At around this time, Kelly also wrote a song called "Personally", which he gave to Jackie Moore. Although it was not a major hit for her, Karla Bonoff recorded the song in 1982 and scored a No. 19 pop hit. Kelly recorded "Personally" on his 1993 Gonna Stick and Stay album.)

In 1983, Kelly started his own independent label, Laurence Records, using the pseudonym "Laurence Dunbar". The label had a minor hit with "Bring It on Home to Me", sung by Carol Dennis and written and produced by Kelly, in 1984/85. (He wound up the label in 1991.)

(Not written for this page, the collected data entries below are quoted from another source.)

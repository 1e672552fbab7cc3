use std::collections::HashMap;
use std::path::Path;

use xsh_vfs::mounts::host::mount_host;
use xsh_vfs::mounts::library::mount_library;
use xsh_vfs::mounts::remote::mount_remote;

use crate::commands::{run, usage};
use crate::dispatch::{CommandResult, Handler};
use crate::session::Session;

pub fn register(commands: &mut HashMap<&'static str, Handler>) {
    commands.insert("mount", mount);
    commands.insert("mount.lib", mount_lib);
    commands.insert("mount.remote", mount_remote_cmd);
    commands.insert("mount.list", mount_list);
    commands.insert("mount.allow", mount_allow);
    commands.insert("mount.disallow", mount_disallow);
    commands.insert("unmount", unmount);
}

fn mount(session: &mut Session, args: &[String], _stdin: &str) -> CommandResult {
    run(|| {
        if args.len() < 2 {
            return Err(usage("mount <hostPath> <vfsPath>"));
        }
        let vfs_path = session.vfs.normalize(&args[1]);
        let ovl = session.current_overlay;
        mount_host(&mut session.vfs, Path::new(&args[0]), &vfs_path, ovl)?;
        Ok(String::new())
    })
}

fn mount_lib(session: &mut Session, args: &[String], _stdin: &str) -> CommandResult {
    run(|| {
        if args.len() < 2 {
            return Err(usage("mount.lib <hostPath> <vfsPath>"));
        }
        let vfs_path = session.vfs.normalize(&args[1]);
        let ovl = session.current_overlay;
        mount_library(&mut session.vfs, Path::new(&args[0]), &vfs_path, ovl)?;
        Ok(String::new())
    })
}

fn mount_remote_cmd(session: &mut Session, args: &[String], _stdin: &str) -> CommandResult {
    run(|| {
        if args.len() < 2 {
            return Err(usage("mount.remote <host:port> <vfsPath>"));
        }
        let vfs_path = session.vfs.normalize(&args[1]);
        let ovl = session.current_overlay;
        mount_remote(&mut session.vfs, &args[0], &vfs_path, ovl)?;
        Ok(String::new())
    })
}

fn mount_list(session: &mut Session, _args: &[String], _stdin: &str) -> CommandResult {
    run(|| {
        let mut out = String::new();
        for record in session.vfs.mount_list() {
            out.push_str(&format!("{:?} {} -> {}\n", record.kind, record.vfs_path, record.origin));
        }
        Ok(out)
    })
}

fn mount_allow(session: &mut Session, _args: &[String], _stdin: &str) -> CommandResult {
    run(|| {
        session.vfs.set_mount_allowed(true);
        Ok(String::new())
    })
}

fn mount_disallow(session: &mut Session, _args: &[String], _stdin: &str) -> CommandResult {
    run(|| {
        session.vfs.set_mount_allowed(false);
        Ok(String::new())
    })
}

fn unmount(session: &mut Session, args: &[String], _stdin: &str) -> CommandResult {
    run(|| {
        let vfs_path = args.first().ok_or_else(|| usage("unmount <vfsPath>"))?;
        let normalized = session.vfs.normalize(vfs_path);
        session.vfs.unmount(&normalized);
        Ok(String::new())
    })
}

#[cfg(test)]
mod tests {
    use super::*;
    use crate::dispatch::execute_line;

    #[test]
    fn mount_disallow_blocks_subsequent_mount() {
        let mut session = Session::new();
        execute_line(&mut session, "mount.disallow");
        let dir = tempfile::tempdir().unwrap();
        let line = format!("mount {} /host", dir.path().display());
        assert!(!execute_line(&mut session, &line).success);
    }
}
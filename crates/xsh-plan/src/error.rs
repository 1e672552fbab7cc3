use thiserror::Error;

#[derive(Debug, Error)]
pub enum PlanError {
    #[error(transparent)]
    Vfs(#[from] xsh_vfs::VfsError),
    #[error("unknown plan type {0:?}")]
    UnknownPlanType(String),
    #[error("invalid jobs line: {0:?}")]
    InvalidJobsLine(String),
    #[error("not a plan node: {0:?}")]
    NotAPlanNode(String),
}

pub type PlanResult<T> = Result<T, PlanError>;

In the late 1980s, Kelly and his family moved from Brooklyn to Ruby, South Carolina. Kelly continued to send out demos to labels.

==Return to recording==
Kelly recorded an album, Gonna Stick and Stay, in New Orleans in July–August 1992.

In 1994, he suffered a heart failure and another in 1995, as well as a stroke. His vocal range suffered as a result of his health problems, which also caused Kelly to become a vegetarian.

Warner Bros. Records issued a 1996 CD titled The Best of Paul Kelly as part of their Warner Archives series.

Kelly recorded the 1998 album Let's Celebrate Life in South Carolina and released it on Ripete Records. It included a remake of "Stealing in the Name of the Lord".

In late 2011, Kelly released an album titled 1984, containing unreleased songs he recorded in that year.